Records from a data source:
= = = =

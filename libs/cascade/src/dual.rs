//! Dual-wheel driver: two [`CascadeController`]s, ticked together
//! (`spec.md §4.7`).

use crate::controller::CascadeController;
use crate::param::DualControlParams;
use crate::segway::Side;
use crate::ConfigError;

/// Where a wheel's final actuator command goes. The driver never holds the
/// motor driver handle itself — only a reference to something that
/// implements this — mirroring `odometry.rs`'s `Motor<S>` split between the
/// control math and the concrete sink.
pub trait MotorSink {
    fn set_motor_command(&mut self, side: Side, command: f32);
}

/// Two [`CascadeController`]s, one per side, ticked together each base
/// period. Each controller carries its own optional segway feedforward
/// getters and enable flag (`spec.md §3`'s data model attaches these to the
/// per-wheel controller, mirroring `motor_controller_t`'s `theta`/`thetad`
/// getters in the original source) — this driver only forwards
/// configuration calls to both sides.
pub struct DualWheelController<'a> {
    left: CascadeController<'a>,
    right: CascadeController<'a>,
}

impl<'a> DualWheelController<'a> {
    #[must_use]
    pub const fn new(params: &'a DualControlParams) -> Self {
        Self {
            left: CascadeController::new(&params.left, Side::Left),
            right: CascadeController::new(&params.right, Side::Right),
        }
    }

    #[must_use]
    pub fn left(&self) -> &CascadeController<'a> {
        &self.left
    }

    #[must_use]
    pub fn right(&self) -> &CascadeController<'a> {
        &self.right
    }

    pub fn left_mut(&mut self) -> &mut CascadeController<'a> {
        &mut self.left
    }

    pub fn right_mut(&mut self) -> &mut CascadeController<'a> {
        &mut self.right
    }

    /// Binds the same chassis pitch and pitch-rate getters to both sides —
    /// there is one physical attitude estimate shared by both wheels.
    pub fn set_pitch_getters(
        &mut self,
        pitch: Option<&'a dyn Fn() -> f32>,
        pitch_rate: Option<&'a dyn Fn() -> f32>,
    ) {
        self.left.set_pitch_getter(pitch);
        self.left.set_pitch_rate_getter(pitch_rate);
        self.right.set_pitch_getter(pitch);
        self.right.set_pitch_rate_getter(pitch_rate);
    }

    /// Enables or disables segway feedforward on both sides together.
    pub fn set_segway_enabled(&mut self, enabled: bool) {
        self.left.set_segway_enabled(enabled);
        self.right.set_segway_enabled(enabled);
    }

    pub fn set_frequency(&mut self, base_hz: f32) -> Result<(), ConfigError> {
        self.left.set_frequency(base_hz)?;
        self.right.set_frequency(base_hz)?;
        Ok(())
    }

    pub fn set_prescaler(
        &mut self,
        velocity_divider: u32,
        position_divider: u32,
    ) -> Result<(), ConfigError> {
        self.left.set_prescaler(velocity_divider, position_divider)?;
        self.right.set_prescaler(velocity_divider, position_divider)?;
        Ok(())
    }

    /// Runs one tick of both cascades (each already including its own
    /// segway feedforward, if enabled) and hands the resulting commands to
    /// `sink`.
    pub fn process(&mut self, sink: &mut dyn MotorSink) {
        let left_command = self.left.process();
        let right_command = self.right.process();
        sink.set_motor_command(Side::Left, left_command);
        sink.set_motor_command(Side::Right, right_command);
    }
}

#[cfg(test)]
mod tests {
    use super::{DualWheelController, MotorSink};
    use crate::mode::Mode;
    use crate::param::DualControlParams;
    use crate::segway::Side;

    struct RecordingSink {
        left: f32,
        right: f32,
    }

    impl MotorSink for RecordingSink {
        fn set_motor_command(&mut self, side: Side, command: f32) {
            match side {
                Side::Left => self.left = command,
                Side::Right => self.right = command,
            }
        }
    }

    #[test]
    fn segway_disabled_by_default_leaves_cascade_output_untouched() {
        let params = DualControlParams::new();
        params.left.current.kp.set(1.0);
        params.right.current.kp.set(1.0);
        let mut dual = DualWheelController::new(&params);
        dual.set_frequency(1000.0).unwrap();
        dual.left_mut().set_mode(Mode::Current);
        dual.right_mut().set_mode(Mode::Current);
        dual.left_mut().set_target_current(1.0);
        dual.right_mut().set_target_current(1.0);

        let mut sink = RecordingSink {
            left: 0.0,
            right: 0.0,
        };
        dual.process(&mut sink);
        assert!((sink.left - -1.0).abs() < 1e-4);
        assert!((sink.right - -1.0).abs() < 1e-4);
    }

    #[test]
    fn segway_feedforward_is_antisymmetric_between_sides() {
        let params = DualControlParams::new();
        let mut dual = DualWheelController::new(&params);
        dual.set_frequency(1000.0).unwrap();
        dual.set_segway_enabled(true);
        let pitch = || 0.1f32;
        dual.set_pitch_getters(Some(&pitch), None);

        let mut sink = RecordingSink {
            left: 0.0,
            right: 0.0,
        };
        dual.process(&mut sink);
        assert!((sink.left + sink.right).abs() < 1e-3);
        assert!(sink.left > 0.0);
    }
}
//! The cascade controller: composes the position/velocity/current stages,
//! owns the mode state machine, and runs one `process()` tick
//! (`spec.md §4.5`).

use pid::limit_symmetric;

use crate::mode::Mode;
use crate::param::ControlParams;
use crate::segway::{self, Side};
use crate::shaper;
use crate::stage::CascadeStage;
use crate::ConfigError;

/// Composes the three stages of `spec.md §2`/§4.5 into one wheel's worth of
/// cascade control.
///
/// The controller owns its stages and their PIDs outright; it only
/// references the [`ControlParams`] subtree (never owns it — some other
/// part of the firmware, e.g. a static, does) and the sensor getters bound
/// into each stage via [`CascadeController::set_position_getter`] and
/// friends. Like `motor_controller_t` in the original source, it also holds
/// its own optional attitude getters (`theta`/`thetad`) for the segway
/// feedforward, rather than having that term threaded in from outside.
pub struct CascadeController<'a> {
    position: CascadeStage<'a>,
    velocity: CascadeStage<'a>,
    current: CascadeStage<'a>,
    limits: &'a crate::param::Limits,
    mode: Mode,
    base_frequency: f32,
    side: Side,
    segway_enabled: bool,
    pitch_getter: Option<&'a dyn Fn() -> f32>,
    pitch_rate_getter: Option<&'a dyn Fn() -> f32>,
}

impl<'a> CascadeController<'a> {
    /// Constructs a controller bound to `params`, zeroed, running at 1 Hz
    /// with divider 1 on every stage until [`CascadeController::set_frequency`]
    /// and [`CascadeController::set_prescaler`] are called. This matches
    /// `spec.md §3`'s lifecycle: "constructed zeroed, bound to a parameter
    /// subtree, configured with a base tick frequency and per-stage
    /// dividers, then ticked periodically." `side` determines the sign of
    /// the segway feedforward term (`spec.md §4.6`); it has no other effect
    /// and segway feedforward stays disabled until
    /// [`CascadeController::set_segway_enabled`] is called.
    #[must_use]
    pub const fn new(params: &'a ControlParams, side: Side) -> Self {
        Self {
            position: CascadeStage::new(&params.position, 1.0),
            velocity: CascadeStage::new(&params.velocity, 1.0),
            current: CascadeStage::new(&params.current, 1.0),
            limits: &params.limits,
            mode: Mode::Current,
            base_frequency: 1.0,
            side,
            segway_enabled: false,
            pitch_getter: None,
            pitch_rate_getter: None,
        }
    }

    pub fn set_position_getter(&mut self, getter: Option<&'a dyn Fn() -> f32>) {
        self.position.set_getter(getter);
    }

    pub fn set_velocity_getter(&mut self, getter: Option<&'a dyn Fn() -> f32>) {
        self.velocity.set_getter(getter);
    }

    pub fn set_current_getter(&mut self, getter: Option<&'a dyn Fn() -> f32>) {
        self.current.set_getter(getter);
    }

    /// Binds (or unbinds, with `None`) the chassis pitch and pitch-rate
    /// getters used by the segway feedforward. An external attitude
    /// estimator owns these; this crate never estimates pitch itself
    /// (`spec.md §1`, out of scope).
    pub fn set_pitch_getter(&mut self, getter: Option<&'a dyn Fn() -> f32>) {
        self.pitch_getter = getter;
    }

    pub fn set_pitch_rate_getter(&mut self, getter: Option<&'a dyn Fn() -> f32>) {
        self.pitch_rate_getter = getter;
    }

    /// Enables or disables the additive segway feedforward term. Disabled
    /// by default, since not every chassis built on this crate balances on
    /// two wheels (`spec.md §4.6`: the feedforward is optional and
    /// independent of the cascade).
    pub fn set_segway_enabled(&mut self, enabled: bool) {
        self.segway_enabled = enabled;
    }

    #[must_use]
    pub fn mode(&self) -> Mode {
        self.mode
    }

    #[must_use]
    pub fn position_stage(&self) -> &CascadeStage<'a> {
        &self.position
    }

    #[must_use]
    pub fn velocity_stage(&self) -> &CascadeStage<'a> {
        &self.velocity
    }

    #[must_use]
    pub fn current_stage(&self) -> &CascadeStage<'a> {
        &self.current
    }

    /// Sets the base tick frequency, deriving each stage's effective PID
    /// frequency as `base_hz / divider` (current stage runs undivided).
    /// Rejects non-positive frequencies, leaving the previous configuration
    /// in place.
    pub fn set_frequency(&mut self, base_hz: f32) -> Result<(), ConfigError> {
        if base_hz <= 0.0 {
            defmt::warn!("rejected set_frequency: non-positive base frequency");
            return Err(ConfigError::InvalidFrequency);
        }
        self.current
            .pid_mut()
            .set_frequency(base_hz)
            .map_err(|_| ConfigError::InvalidFrequency)?;
        self.velocity
            .pid_mut()
            .set_frequency(base_hz / self.velocity.divider() as f32)
            .map_err(|_| ConfigError::InvalidFrequency)?;
        self.position
            .pid_mut()
            .set_frequency(base_hz / self.position.divider() as f32)
            .map_err(|_| ConfigError::InvalidFrequency)?;
        self.base_frequency = base_hz;
        defmt::info!("base frequency set to {}", base_hz);
        Ok(())
    }

    /// Sets the velocity and position stage dividers. Zero is rejected
    /// (`spec.md §3`: `divider ∈ ℕ≥1`); using `u32` already rules out
    /// negative dividers by construction. Both dividers are validated
    /// before either is applied, so a rejected call leaves both stages'
    /// dividers exactly as they were (`spec.md §7`: "the controller remains
    /// in its previous configuration"). Callers should call
    /// [`CascadeController::set_frequency`] again afterwards so each
    /// stage's effective PID frequency reflects the new divider.
    pub fn set_prescaler(
        &mut self,
        velocity_divider: u32,
        position_divider: u32,
    ) -> Result<(), ConfigError> {
        if velocity_divider == 0 || position_divider == 0 {
            defmt::warn!("rejected set_prescaler: divider of 0");
            return Err(ConfigError::InvalidDivider);
        }
        self.velocity.set_divider(velocity_divider)?;
        self.position.set_divider(position_divider)?;
        defmt::info!(
            "prescaler set: velocity /{}, position /{}",
            velocity_divider,
            position_divider
        );
        Ok(())
    }

    /// Transitions to `mode`, seeding setpoints bumplessly when entering a
    /// higher mode from a lower one (`spec.md §4.5`). Downgrading performs
    /// no seeding — stale higher-stage state is ignored until re-entered.
    pub fn set_mode(&mut self, mode: Mode) {
        match mode {
            Mode::Position => {
                if self.mode < Mode::Position {
                    self.position.setpoint = self.position.read_measurement();
                    self.velocity.target_setpoint = self.velocity.read_measurement();
                }
            }
            Mode::Velocity => {
                if self.mode < Mode::Velocity {
                    self.velocity.setpoint = self.velocity.read_measurement();
                }
            }
            Mode::Current => {}
        }
        defmt::info!("mode transition");
        self.mode = mode;
    }

    pub fn set_target_position(&mut self, target: f32) {
        self.position.target_setpoint = target;
    }

    pub fn set_target_velocity(&mut self, target: f32) {
        self.velocity.target_setpoint = target;
    }

    pub fn set_target_current(&mut self, target: f32) {
        self.current.target_setpoint = target;
    }

    /// Runs one tick of the cascade and returns the current-loop PID
    /// output — the actuator command. Non-blocking, non-suspending, and
    /// bounded: every sensor read is a plain getter call (`spec.md §5`).
    pub fn process(&mut self) -> f32 {
        self.position.refresh_gains();
        self.velocity.refresh_gains();
        self.current.refresh_gains();

        let max_velocity = self.limits.max_velocity.get_scalar();
        let max_acceleration = self.limits.max_acceleration.get_scalar();
        let max_current = self.limits.max_current.get_scalar();

        // `should_run` increments each stage's divider counter and must be
        // called unconditionally every tick, even while the mode gate below
        // keeps the stage from executing — otherwise the counter freezes
        // while a lower mode is active and, on raising the mode, the stage
        // requires a full fresh `divider` ticks rather than firing on the
        // next tick as `examples/original_source/src/motor_controller.c`
        // does (it increments the counters unconditionally in
        // `motor_controller_process` and gates only the reset-and-execute).
        let position_due = self.position.should_run();
        let velocity_due = self.velocity.should_run();

        if self.mode >= Mode::Position && position_due {
            let delta_t_pos = 1.0 / self.position.frequency();
            let (new_position, new_velocity_target) = shaper::step(
                self.position.setpoint,
                self.velocity.target_setpoint,
                self.position.target_setpoint,
                delta_t_pos,
                max_velocity,
                max_acceleration,
            );
            self.position.setpoint = new_position;
            self.velocity.target_setpoint = new_velocity_target;

            let measured_position = self.position.read_measurement();
            self.position.error = measured_position - self.position.setpoint;
            self.velocity.setpoint =
                self.velocity.target_setpoint + self.position.pid_mut().process(self.position.error);
        }

        // Velocity-only slewing. Runs every base tick (not every
        // velocity-stage tick) using the base frequency's delta_t — see
        // SPEC_FULL.md §3 for why this differs from the original source.
        if self.mode == Mode::Velocity {
            let delta_t_vel = 1.0 / self.base_frequency;
            self.velocity.target_setpoint =
                limit_symmetric(self.velocity.target_setpoint, max_velocity);
            let max_step = max_acceleration * delta_t_vel;
            let delta = limit_symmetric(
                self.velocity.target_setpoint - self.velocity.setpoint,
                max_step,
            );
            self.velocity.setpoint += delta;
        }

        if self.mode >= Mode::Velocity && velocity_due {
            let measured_velocity = self.velocity.read_measurement();
            self.velocity.error = measured_velocity - self.velocity.setpoint;
            self.current.setpoint = self.velocity.pid_mut().process(self.velocity.error);
        }

        if self.mode == Mode::Current {
            self.current.setpoint = self.current.target_setpoint;
        }
        self.current.setpoint = limit_symmetric(self.current.setpoint, max_current);
        if self.current.setpoint.abs() >= max_current {
            defmt::trace!("current setpoint saturated at limit");
        }

        let measured_current = self.current.read_measurement();
        self.current.error = measured_current - self.current.setpoint;
        let output = self.current.pid_mut().process(self.current.error);

        if self.segway_enabled {
            let pitch = self.pitch_getter.map_or(0.0, |get| get());
            let pitch_rate = self.pitch_rate_getter.map_or(0.0, |get| get());
            let wheel_velocity = segway::wheel_linear_velocity(self.velocity.read_measurement());
            output + segway::feedforward(self.side, pitch, pitch_rate, wheel_velocity)
        } else {
            output
        }
    }
}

= = = =

> _EXERCISE_
Going back to the entries above, set down exactly the lines that begin at the one with "self.velocity.setpoint = self.velocity.read_measurement();" and end at the one with "self.current.refresh_gains();", both included, and nothing else.

> _SOLUTION TO THIS TASK_
                    self.velocity.setpoint = self.velocity.read_measurement();
                }
            }
            Mode::Current => {}
        }
        defmt::info!("mode transition");
        self.mode = mode;
    }

    pub fn set_target_position(&mut self, target: f32) {
        self.position.target_setpoint = target;
    }

    pub fn set_target_velocity(&mut self, target: f32) {
        self.velocity.target_setpoint = target;
    }

    pub fn set_target_current(&mut self, target: f32) {
        self.current.target_setpoint = target;
    }

    /// Runs one tick of the cascade and returns the current-loop PID
    /// output — the actuator command. Non-blocking, non-suspending, and
    /// bounded: every sensor read is a plain getter call (`spec.md §5`).
    pub fn process(&mut self) -> f32 {
        self.position.refresh_gains();
        self.velocity.refresh_gains();
        self.current.refresh_gains();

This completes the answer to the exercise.